そういえば職場の先輩がこの辺りに美味しいパン屋さんがあると言っていたのを思い出し、行ってみることにした。リベルテというお店だった。
残念ながら写真はないが、クロワッサンが絶品だと聞いていたので、わたしと彼で一つずつ購入した。
あまりの美味しそうな見た目に我慢できず、帰り道に食べながら帰ったのだが、その時、彼がこう言った。
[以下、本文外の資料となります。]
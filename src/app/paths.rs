// SPDX-License-Identifier: MPL-2.0
//! Centralized path management for application directories.
//!
//! # Path Resolution Order
//!
//! Paths are resolved in the following priority order:
//! 1. **Explicit override** - parameter to `_with_override()` functions (for tests)
//! 2. **CLI arguments** (`--config-dir`, `--assets-dir`) - set via [`init_cli_overrides`]
//! 3. **Environment variables** (`ICED_FOLIO_CONFIG_DIR`, `ICED_FOLIO_ASSETS_DIR`)
//! 4. **Default** - platform config dir via `dirs`, or the working directory
//!    for assets
//!
//! CLI overrides should be initialized once at startup:
//! ```ignore
//! paths::init_cli_overrides(flags.config_dir, flags.assets_dir);
//! ```

use std::path::PathBuf;
use std::sync::OnceLock;

/// Application name used for directory naming.
const APP_NAME: &str = "IcedFolio";

/// Environment variable to override the config directory.
pub const ENV_CONFIG_DIR: &str = "ICED_FOLIO_CONFIG_DIR";

/// Environment variable to override the image assets directory.
pub const ENV_ASSETS_DIR: &str = "ICED_FOLIO_ASSETS_DIR";

/// Global CLI override for config directory (set once at startup).
static CLI_CONFIG_DIR: OnceLock<Option<PathBuf>> = OnceLock::new();

/// Global CLI override for assets directory (set once at startup).
static CLI_ASSETS_DIR: OnceLock<Option<PathBuf>> = OnceLock::new();

/// Initializes CLI overrides for the config and assets directories.
///
/// Only the first call has an effect; later calls are logged and ignored.
pub fn init_cli_overrides(config_dir: Option<String>, assets_dir: Option<String>) {
    if CLI_CONFIG_DIR.set(config_dir.map(PathBuf::from)).is_err() {
        tracing::warn!("CLI config dir override already initialized");
    }
    if CLI_ASSETS_DIR.set(assets_dir.map(PathBuf::from)).is_err() {
        tracing::warn!("CLI assets dir override already initialized");
    }
}

fn get_cli_config_dir() -> Option<PathBuf> {
    CLI_CONFIG_DIR.get().and_then(Clone::clone)
}

fn get_cli_assets_dir() -> Option<PathBuf> {
    CLI_ASSETS_DIR.get().and_then(Clone::clone)
}

fn non_empty_env(name: &str) -> Option<PathBuf> {
    std::env::var(name)
        .ok()
        .filter(|value| !value.is_empty())
        .map(PathBuf::from)
}

/// Returns the application config directory path.
///
/// This directory holds `settings.toml`:
/// - Linux: `~/.config/IcedFolio/`
/// - macOS: `~/Library/Application Support/IcedFolio/`
/// - Windows: `C:\Users\<User>\AppData\Roaming\IcedFolio\`
pub fn get_app_config_dir() -> Option<PathBuf> {
    get_app_config_dir_with_override(None)
}

/// Returns the application config directory path with an optional override.
pub fn get_app_config_dir_with_override(override_path: Option<PathBuf>) -> Option<PathBuf> {
    // Priority 1: Explicit override (for tests)
    if let Some(path) = override_path {
        return Some(path);
    }

    // Priority 2: CLI argument
    if let Some(path) = get_cli_config_dir() {
        return Some(path);
    }

    // Priority 3: Environment variable
    if let Some(path) = non_empty_env(ENV_CONFIG_DIR) {
        return Some(path);
    }

    // Priority 4: Platform default with app name
    dirs::config_dir().map(|mut path| {
        path.push(APP_NAME);
        path
    })
}

/// Returns the directory gallery and card image sources are resolved against.
///
/// `configured` is the `[gallery] assets_dir` setting; it ranks below the CLI
/// and environment overrides. Without any of them the current working
/// directory is used, which matches running from the project root.
pub fn get_assets_dir(configured: Option<&str>) -> PathBuf {
    get_assets_dir_with_override(None, configured)
}

/// Returns the assets directory with an optional explicit override.
pub fn get_assets_dir_with_override(
    override_path: Option<PathBuf>,
    configured: Option<&str>,
) -> PathBuf {
    if let Some(path) = override_path {
        return path;
    }
    if let Some(path) = get_cli_assets_dir() {
        return path;
    }
    if let Some(path) = non_empty_env(ENV_ASSETS_DIR) {
        return path;
    }
    if let Some(dir) = configured.filter(|dir| !dir.is_empty()) {
        return PathBuf::from(dir);
    }
    std::env::current_dir().unwrap_or_else(|_| PathBuf::from("."))
}
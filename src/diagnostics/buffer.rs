// SPDX-License-Identifier: MPL-2.0
//! Bounded ring buffer backing the diagnostics log.

use crate::app::config::{
    DEFAULT_DIAGNOSTICS_BUFFER_CAPACITY, MAX_DIAGNOSTICS_BUFFER_CAPACITY,
    MIN_DIAGNOSTICS_BUFFER_CAPACITY,
};
use std::collections::VecDeque;

/// Number of entries a [`CircularBuffer`] keeps, clamped to the configured
/// bounds.
#[derive(Debug, Clone, Copy, PartialEq, Eq)]
pub struct BufferCapacity(usize);

impl BufferCapacity {
    #[must_use]
    pub fn new(value: usize) -> Self {
        Self(value.clamp(
            MIN_DIAGNOSTICS_BUFFER_CAPACITY,
            MAX_DIAGNOSTICS_BUFFER_CAPACITY,
        ))
    }

    #[must_use]
    pub fn value(self) -> usize {
        self.0
    }
}

impl Default for BufferCapacity {
    fn default() -> Self {
        Self(DEFAULT_DIAGNOSTICS_BUFFER_CAPACITY)
    }
}

/// Fixed-size FIFO: once full, each push drops the oldest entry.
///
/// ```
/// use iced_folio::diagnostics::{BufferCapacity, CircularBuffer};
///
/// let mut log = CircularBuffer::new(BufferCapacity::new(10));
/// for n in 0..12 {
///     log.push(n);
/// }
/// assert_eq!(log.len(), 10);
/// assert_eq!(log.iter().next(), Some(&2));
/// ```
#[derive(Debug, Clone)]
pub struct CircularBuffer<T> {
    entries: VecDeque<T>,
    limit: usize,
}

impl<T> CircularBuffer<T> {
    #[must_use]
    pub fn new(capacity: BufferCapacity) -> Self {
        Self::bounded(capacity.value())
    }

    fn bounded(limit: usize) -> Self {
        let limit = limit.max(1);
        Self {
            entries: VecDeque::with_capacity(limit),
            limit,
        }
    }

    /// Appends `item`, returning the entry it pushed out, if any.
    pub fn push(&mut self, item: T) -> Option<T> {
        let evicted = if self.entries.len() == self.limit {
            self.entries.pop_front()
        } else {
            None
        };
        self.entries.push_back(item);
        evicted
    }

    /// Entries from oldest to newest.
    pub fn iter(&self) -> impl Iterator<Item = &T> {
        self.entries.iter()
    }

    #[must_use]
    pub fn len(&self) -> usize {
        self.entries.len()
    }

    #[must_use]
    pub fn is_empty(&self) -> bool {
        self.entries.is_empty()
    }

    #[must_use]
    pub fn capacity(&self) -> usize {
        self.limit
    }

    pub fn clear(&mut self) {
        self.entries.clear();
    }
}
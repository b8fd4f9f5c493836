// SPDX-License-Identifier: MPL-2.0
pub mod scroll_lock;

pub use scroll_lock::{scroll_lock, ScrollLock};
// SPDX-License-Identifier: MPL-2.0
//! Application root state and orchestration between the page and the gallery.
//!
//! The `App` struct wires together the embedded content, the gallery
//! component, localization and settings, and turns gallery effects into
//! iced tasks (timers, background decodes, scrolling, toasts).

pub mod config;
pub mod i18n;
mod message;
pub mod paths;
mod persistence;
mod subscription;
mod update;
mod view;

pub use message::{Flags, Message};

use crate::catalog::Catalog;
use crate::diagnostics::DiagnosticsHandle;
use crate::error;
use crate::gallery::{self, ControllerSettings};
use crate::media::ThumbnailCache;
use crate::page::{CategoryFilter, PageLayout};
use crate::ui::notifications::{self, Notification};
use crate::ui::theming::{AppTheme, ThemeMode};
use i18n::fluent::I18n;
use iced::{window, Element, Subscription, Task, Theme};
use std::cell::RefCell;
use std::fmt;
use std::path::PathBuf;

/// Longest edge of decoded card preview images.
pub const CARD_IMAGE_EDGE_PX: u32 = 480;

pub const WINDOW_DEFAULT_HEIGHT: u32 = 800;
pub const WINDOW_DEFAULT_WIDTH: u32 = 1200;
pub const MIN_WINDOW_HEIGHT: u32 = 600;
pub const MIN_WINDOW_WIDTH: u32 = 720;

/// Root application state.
pub struct App {
    pub i18n: I18n,
    theme: AppTheme,
    page: PageLayout,
    filter: CategoryFilter,
    gallery: gallery::State,
    /// Root image sources are resolved against.
    assets_dir: PathBuf,
    thumbnails: ThumbnailCache,
    notifications: notifications::Manager,
}

impl fmt::Debug for App {
    fn fmt(&self, f: &mut fmt::Formatter<'_>) -> fmt::Result {
        f.debug_struct("App")
            .field("theme_mode", &self.theme.mode)
            .field("filter", &self.filter)
            .field("gallery_open", &self.gallery.is_open())
            .field("assets_dir", &self.assets_dir)
            .finish()
    }
}

/// Builds the window settings.
pub fn window_settings() -> window::Settings {
    window::Settings {
        size: iced::Size::new(WINDOW_DEFAULT_WIDTH as f32, WINDOW_DEFAULT_HEIGHT as f32),
        min_size: Some(iced::Size::new(
            MIN_WINDOW_WIDTH as f32,
            MIN_WINDOW_HEIGHT as f32,
        )),
        ..window::Settings::default()
    }
}

/// Entry point used by `main.rs` to launch the iced application loop.
pub fn run(flags: Flags) -> iced::Result {
    // iced requires a `Fn` boot closure; the flags are consumed on the first call.
    let boot_state = RefCell::new(Some(flags));
    let boot = move || {
        let flags = boot_state.borrow_mut().take().unwrap_or_default();
        App::new(flags)
    };

    iced::application(boot, App::update, App::view)
        .title(App::title)
        .theme(App::theme)
        .window(window_settings())
        .subscription(App::subscription)
        .run()
}

/// Falls back to `fallback` when embedded content is unusable, recording
/// the problem and queuing a warning toast.
fn or_report<T>(
    result: error::Result<T>,
    fallback: impl FnOnce() -> T,
    diagnostics: &DiagnosticsHandle,
    notifications: &mut notifications::Manager,
) -> T {
    result.unwrap_or_else(|error| {
        diagnostics.configuration_missing(error.to_string());
        notifications.push(Notification::warning(error.i18n_key()));
        fallback()
    })
}

impl App {
    /// Loads settings and embedded content, then requests the card previews
    /// and, when `--gallery` was given, opens that gallery.
    fn new(flags: Flags) -> (Self, Task<Message>) {
        let (config, config_warning) = config::load();
        let i18n = I18n::new(flags.lang.clone(), &config);
        let diagnostics = DiagnosticsHandle::default();
        let mut notifications = notifications::Manager::new();

        if let Some(key) = config_warning {
            notifications.push(Notification::warning(key));
        }

        let catalog = or_report(
            Catalog::embedded(),
            Catalog::empty,
            &diagnostics,
            &mut notifications,
        );
        let page = or_report(
            PageLayout::embedded(),
            PageLayout::default,
            &diagnostics,
            &mut notifications,
        );
        tracing::info!(
            galleries = catalog.len(),
            cards = page.cards.len(),
            modal = page.modal.is_some(),
            "content loaded"
        );

        let gallery = gallery::State::new(
            catalog,
            &page,
            ControllerSettings::from(&config.gallery),
            diagnostics,
        );

        let mut app = App {
            i18n,
            theme: AppTheme::new(config.general.theme_mode),
            page,
            filter: CategoryFilter::All,
            gallery,
            assets_dir: paths::get_assets_dir(config.gallery.assets_dir.as_deref()),
            thumbnails: ThumbnailCache::new(config.gallery.thumbnail_cache_entries()),
            notifications,
        };

        let mut effects = app.gallery.load_previews();
        if let Some(id) = flags.gallery.as_deref() {
            effects.extend(app.gallery.open(id));
        }
        let task = app.run_effects(effects);
        (app, task)
    }

    fn title(&self) -> String {
        let base = self.i18n.tr("window-title");
        match self
            .gallery
            .controller()
            .and_then(|controller| controller.state().active())
        {
            Some(active) => format!("{} · {base}", active.gallery.title()),
            None => base,
        }
    }

    fn theme(&self) -> Theme {
        self.theme.iced_theme()
    }

    fn theme_mode(&self) -> ThemeMode {
        self.theme.mode
    }

    fn subscription(&self) -> Subscription<Message> {
        Subscription::batch([
            subscription::create_event_subscription(),
            subscription::create_tick_subscription(self.notifications.has_notifications()),
        ])
    }

    fn view(&self) -> Element<'_, Message> {
        view::view(view::ViewContext {
            i18n: &self.i18n,
            colors: &self.theme.colors,
            page: &self.page,
            filter: &self.filter,
            theme_mode: self.theme_mode(),
            gallery: &self.gallery,
            notifications: &self.notifications,
        })
    }
}
// SPDX-License-Identifier: MPL-2.0
//! Top-level messages and runtime flags for the application.

use crate::error::Error;
use crate::gallery::{self, TransitionToken};
use crate::media::ImageData;
use crate::page::CardId;
use crate::ui::navbar;
use crate::ui::notifications;
use std::time::Instant;

/// Top-level messages consumed by `App::update`. The variants forward
/// lower-level component messages while keeping a single update entrypoint.
#[derive(Debug, Clone)]
pub enum Message {
    Gallery(gallery::Message),
    Navbar(navbar::Message),
    Notification(notifications::NotificationMessage),
    /// A modal thumbnail finished decoding; cached before reaching the gallery.
    ThumbnailDecoded {
        strip: TransitionToken,
        index: usize,
        source: String,
        result: Result<ImageData, Error>,
    },
    /// A card preview image finished decoding; cached before reaching the gallery.
    CardImageDecoded {
        card: CardId,
        thumb: usize,
        source: String,
        result: Result<ImageData, Error>,
    },
    /// Periodic tick for notification auto-dismiss.
    Tick(Instant),
}

/// Runtime flags passed in from the CLI to tweak startup behavior.
#[derive(Debug, Default)]
pub struct Flags {
    /// Optional locale override in BCP-47 form (e.g. `fr`, `en-US`).
    pub lang: Option<String>,
    /// Gallery opened right after startup, as if its card had been activated.
    pub gallery: Option<String>,
}
// SPDX-License-Identifier: MPL-2.0
//! Tooltips naming the icon-only gallery controls.

use crate::ui::design_tokens::{opacity, radius, shadow, spacing, typography};
use iced::widget::{container, tooltip, Container, Text};
use iced::{Background, Border, Color, Element, Theme};

/// Inverted surface: light tooltip on dark themes and the reverse.
pub fn tooltip_container(theme: &Theme) -> container::Style {
    let palette = theme.extended_palette();
    let inverted = palette.background.base.text;
    let text_color = palette.background.base.color;

    container::Style {
        background: Some(Background::Color(Color {
            a: opacity::SURFACE,
            ..inverted
        })),
        border: Border {
            radius: radius::SM.into(),
            ..Default::default()
        },
        shadow: shadow::SM,
        text_color: Some(text_color),
        ..Default::default()
    }
}

pub fn styled<'a, Message: 'a>(
    content: impl Into<Element<'a, Message>>,
    tip: impl Into<String>,
    position: tooltip::Position,
) -> tooltip::Tooltip<'a, Message, Theme, iced::Renderer> {
    let tip_container = Container::new(Text::new(tip.into()).size(typography::BODY_SM))
        .padding(spacing::XS)
        .style(tooltip_container);

    tooltip(content, tip_container, position).gap(spacing::XXS)
}
// SPDX-License-Identifier: MPL-2.0
//! Toast rendering.

use super::manager::{Manager, Message};
use super::notification::{Notification, Severity};
use crate::app::i18n::fluent::I18n;
use crate::ui::design_tokens::{
    border, opacity, palette, radius, shadow, sizing, spacing, typography,
};
use iced::widget::{button, container, Column, Container, Row, Space, Text};
use iced::{alignment, Background, Border, Color, Element, Length, Theme};

pub struct Toast;

impl Toast {
    pub fn view<'a>(notification: &'a Notification, i18n: &'a I18n) -> Element<'a, Message> {
        let accent = notification.severity().color();

        let glyph = Text::new(glyph(notification.severity()))
            .size(typography::BODY_LG)
            .color(accent);

        let dismiss = button(Text::new("×").size(typography::BODY_LG))
            .on_press(Message::Dismiss(notification.id()))
            .padding(spacing::XXS)
            .style(dismiss_style);

        let row = Row::new()
            .spacing(spacing::SM)
            .align_y(alignment::Vertical::Center)
            .push(glyph)
            .push(
                Text::new(notification.message(i18n))
                    .size(typography::BODY)
                    .width(Length::Fill),
            )
            .push(dismiss);

        Container::new(row)
            .width(Length::Fixed(sizing::TOAST_WIDTH))
            .padding(spacing::SM)
            .style(move |theme: &Theme| frame_style(theme, accent))
            .into()
    }

    /// Visible toasts stacked in the bottom-right corner, newest on top.
    pub fn view_overlay<'a>(manager: &'a Manager, i18n: &'a I18n) -> Element<'a, Message> {
        if manager.visible_count() == 0 {
            return Space::new().into();
        }

        let column = manager.visible().fold(
            Column::new()
                .spacing(spacing::XS)
                .align_x(alignment::Horizontal::Right),
            |column, notification| column.push(Self::view(notification, i18n)),
        );

        Container::new(column)
            .width(Length::Fill)
            .height(Length::Fill)
            .align_x(alignment::Horizontal::Right)
            .align_y(alignment::Vertical::Bottom)
            .padding(spacing::MD)
            .into()
    }
}

fn glyph(severity: Severity) -> &'static str {
    match severity {
        Severity::Info => "ℹ",
        Severity::Warning | Severity::Error => "⚠",
    }
}

/// Theme background with a border in the severity color.
fn frame_style(theme: &Theme, accent: Color) -> container::Style {
    let base = theme.extended_palette().background.base;
    container::Style {
        background: Some(Background::Color(base.color)),
        text_color: Some(base.text),
        border: Border {
            color: accent,
            width: border::WIDTH_MD,
            radius: radius::MD.into(),
        },
        shadow: shadow::MD,
        ..Default::default()
    }
}

fn dismiss_style(theme: &Theme, status: button::Status) -> button::Style {
    let text = theme.extended_palette().background.base.text;
    let tint = |alpha: f32| {
        Some(Background::Color(Color {
            a: alpha,
            ..palette::GRAY_400
        }))
    };

    let background = match status {
        button::Status::Hovered => tint(opacity::OVERLAY_SUBTLE),
        button::Status::Pressed => tint(opacity::OVERLAY_MEDIUM),
        button::Status::Active | button::Status::Disabled => None,
    };

    button::Style {
        background,
        text_color: text,
        border: Border {
            radius: radius::SM.into(),
            ..Default::default()
        },
        shadow: shadow::NONE,
        snap: true,
    }
}

#[cfg(test)]
mod tests {
    use super::*;

    #[test]
    fn frame_takes_severity_color() {
        let style = frame_style(&Theme::Dark, Severity::Error.color());
        assert_eq!(style.border.color, palette::ERROR_500);
    }

    #[test]
    fn dismiss_is_tinted_only_on_interaction() {
        assert!(dismiss_style(&Theme::Light, button::Status::Active)
            .background
            .is_none());
        assert!(dismiss_style(&Theme::Light, button::Status::Hovered)
            .background
            .is_some());
    }

    #[test]
    fn warnings_and_errors_share_glyph() {
        assert_eq!(glyph(Severity::Warning), glyph(Severity::Error));
        assert_ne!(glyph(Severity::Info), glyph(Severity::Error));
    }
}
// SPDX-License-Identifier: MPL-2.0
//! View rendering for the application.
//!
//! The page (navbar and project grid) sits at the bottom of a stack. While
//! the gallery surface is visible the modal is layered over it and the page
//! stops reacting to the mouse wheel. Toasts are always drawn last.

use super::Message;
use crate::app::i18n::fluent::I18n;
use crate::gallery;
use crate::page::{CategoryFilter, PageLayout};
use crate::ui::navbar::{self, ViewContext as NavbarViewContext};
use crate::ui::notifications::{self, Toast};
use crate::ui::project_grid;
use crate::ui::theming::{ColorScheme, ThemeMode};
use crate::ui::widgets::scroll_lock;
use iced::widget::{Column, Container, Scrollable, Stack};
use iced::{Element, Length};

/// Context required to render the application view.
pub struct ViewContext<'a> {
    pub i18n: &'a I18n,
    pub colors: &'a ColorScheme,
    pub page: &'a PageLayout,
    pub filter: &'a CategoryFilter,
    pub theme_mode: ThemeMode,
    pub gallery: &'a gallery::State,
    pub notifications: &'a notifications::Manager,
}

pub fn view(ctx: ViewContext<'_>) -> Element<'_, Message> {
    let surface = ctx.gallery.controller().map(gallery::Controller::surface);
    let locked = surface.is_some_and(gallery::ModalSurface::is_scroll_locked);

    let navbar = navbar::view(NavbarViewContext {
        i18n: ctx.i18n,
        categories: ctx.page.categories(),
        filter: ctx.filter,
        theme_mode: ctx.theme_mode,
    })
    .map(Message::Navbar);

    let grid = project_grid::view(project_grid::ViewContext {
        i18n: ctx.i18n,
        colors: ctx.colors,
        page: ctx.page,
        previews: ctx.gallery.previews(),
        visible: ctx.filter.visible_cards(ctx.page),
    })
    .map(Message::Gallery);

    let page = Column::new()
        .push(navbar)
        .push(scroll_lock(
            Scrollable::new(grid).width(Length::Fill).height(Length::Fill),
            locked,
        ))
        .width(Length::Fill)
        .height(Length::Fill);

    let mut layers = Stack::new()
        .width(Length::Fill)
        .height(Length::Fill)
        .push(page);

    if let Some(surface) = surface.filter(|surface| surface.is_visible()) {
        layers = layers.push(
            gallery::view::view(
                surface,
                gallery::view::ViewContext {
                    i18n: ctx.i18n,
                    colors: ctx.colors,
                },
            )
            .map(Message::Gallery),
        );
    }

    layers = layers.push(
        Toast::view_overlay(ctx.notifications, ctx.i18n).map(Message::Notification),
    );

    Container::new(layers)
        .width(Length::Fill)
        .height(Length::Fill)
        .into()
}
// SPDX-License-Identifier: MPL-2.0
//! Content documents embedded in the binary at compile time.

use crate::error::{CatalogError, Result};
use rust_embed::RustEmbed;

#[derive(RustEmbed)]
#[folder = "assets/content/"]
struct Content;

/// Returns the text of an embedded content document.
pub fn document(name: &'static str) -> Result<String> {
    let file = Content::get(name).ok_or(CatalogError::MissingDocument(name))?;
    let text = String::from_utf8(file.data.into_owned()).map_err(|err| {
        CatalogError::Malformed {
            document: name,
            message: err.to_string(),
        }
    })?;
    Ok(text)
}

#[cfg(test)]
mod tests {
    use super::*;
    use crate::error::{Error, CATALOG_DOCUMENT, PAGE_DOCUMENT};

    #[test]
    fn embedded_documents_are_present() {
        assert!(document(CATALOG_DOCUMENT).is_ok());
        assert!(document(PAGE_DOCUMENT).is_ok());
    }

    #[test]
    fn unknown_document_is_reported() {
        assert!(matches!(
            document("nope.toml"),
            Err(Error::Catalog(CatalogError::MissingDocument("nope.toml")))
        ));
    }
}
// SPDX-License-Identifier: MPL-2.0
//! Centralized default values for all configuration constants.
//!
//! This module serves as the single source of truth for default values
//! used across the application. Constants are organized by category.
//!
//! # Categories
//!
//! - **Image swap**: Delay and dimming applied while the gallery swaps images
//! - **Thumbnails**: Decoded thumbnail size and cache bounds
//! - **Diagnostics**: Capacity of the in-memory diagnostics buffer

// ==========================================================================
// Image Swap Defaults
// ==========================================================================

/// Delay between dimming the main image and committing the new source (ms).
pub const DEFAULT_SWAP_DELAY_MS: u64 = 150;

/// Minimum swap delay (ms). Zero commits on the next update cycle.
pub const MIN_SWAP_DELAY_MS: u64 = 0;

/// Maximum swap delay (ms).
pub const MAX_SWAP_DELAY_MS: u64 = 1_000;

/// Opacity of the main image while a swap is in flight.
pub const DEFAULT_DIM_OPACITY: f32 = 0.7;

/// Lowest allowed dim opacity.
pub const MIN_DIM_OPACITY: f32 = 0.0;

/// Highest allowed dim opacity (no visible dip).
pub const MAX_DIM_OPACITY: f32 = 1.0;

// ==========================================================================
// Thumbnail Defaults
// ==========================================================================

/// Longest edge, in pixels, of a decoded thumbnail.
pub const DEFAULT_THUMBNAIL_EDGE_PX: u32 = 160;

/// Number of decoded thumbnails kept in memory.
pub const DEFAULT_THUMBNAIL_CACHE_ENTRIES: usize = 64;

/// Minimum thumbnail cache size.
pub const MIN_THUMBNAIL_CACHE_ENTRIES: usize = 8;

/// Maximum thumbnail cache size.
pub const MAX_THUMBNAIL_CACHE_ENTRIES: usize = 512;

// ==========================================================================
// Diagnostics Defaults
// ==========================================================================

/// Default number of diagnostic events retained in memory.
pub const DEFAULT_DIAGNOSTICS_BUFFER_CAPACITY: usize = 256;

/// Minimum diagnostics buffer capacity.
pub const MIN_DIAGNOSTICS_BUFFER_CAPACITY: usize = 16;

/// Maximum diagnostics buffer capacity.
pub const MAX_DIAGNOSTICS_BUFFER_CAPACITY: usize = 4_096;

// ==========================================================================
// Compile-time Validation
// ==========================================================================

const _: () = {
    assert!(MAX_SWAP_DELAY_MS >= MIN_SWAP_DELAY_MS);
    assert!(DEFAULT_SWAP_DELAY_MS >= MIN_SWAP_DELAY_MS);
    assert!(DEFAULT_SWAP_DELAY_MS <= MAX_SWAP_DELAY_MS);

    assert!(MIN_DIM_OPACITY >= 0.0);
    assert!(MAX_DIM_OPACITY <= 1.0);
    assert!(DEFAULT_DIM_OPACITY >= MIN_DIM_OPACITY);
    assert!(DEFAULT_DIM_OPACITY <= MAX_DIM_OPACITY);

    assert!(DEFAULT_THUMBNAIL_EDGE_PX > 0);
    assert!(MIN_THUMBNAIL_CACHE_ENTRIES > 0);
    assert!(MAX_THUMBNAIL_CACHE_ENTRIES >= MIN_THUMBNAIL_CACHE_ENTRIES);
    assert!(DEFAULT_THUMBNAIL_CACHE_ENTRIES >= MIN_THUMBNAIL_CACHE_ENTRIES);
    assert!(DEFAULT_THUMBNAIL_CACHE_ENTRIES <= MAX_THUMBNAIL_CACHE_ENTRIES);

    assert!(MIN_DIAGNOSTICS_BUFFER_CAPACITY > 0);
    assert!(MAX_DIAGNOSTICS_BUFFER_CAPACITY >= MIN_DIAGNOSTICS_BUFFER_CAPACITY);
    assert!(DEFAULT_DIAGNOSTICS_BUFFER_CAPACITY >= MIN_DIAGNOSTICS_BUFFER_CAPACITY);
    assert!(DEFAULT_DIAGNOSTICS_BUFFER_CAPACITY <= MAX_DIAGNOSTICS_BUFFER_CAPACITY);
};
「俺、パンの中でクロワッサンが一番好き。今まで食べたクロワッサンで一番おいしい。今日お出かけしてよかったなあ〜!」
そっか。わたしも今日一緒にお出かけできて嬉しいよ。また近くでいいからどこか一緒に行こうね。
しかしそうとは言わずにわたしは
「ほんとにおいしいね〜!」
とだけ返した。なんか恥ずかしかったから。
普段無口で、滅多にニコニコしない彼だが、こんなに美味しそうにクロワッサンを食べる人と一緒に過ごせて本当に幸せだと思った。
それからわたしは、おいしそうなクロワッサンを見つけると買って帰るようになった。
誰かの喜ぶ顔を想像しながら何かを選ぶのはとても楽しい。
きっとわたしはこの先もずっと、クロワッサンを見かけるたびに、彼の屈託のない笑顔を思い出すのだ。
ありがとう、リベルテのクロワッサン。
あれからも何度か、彼とクロワッサンを買いに行かせてもらっております。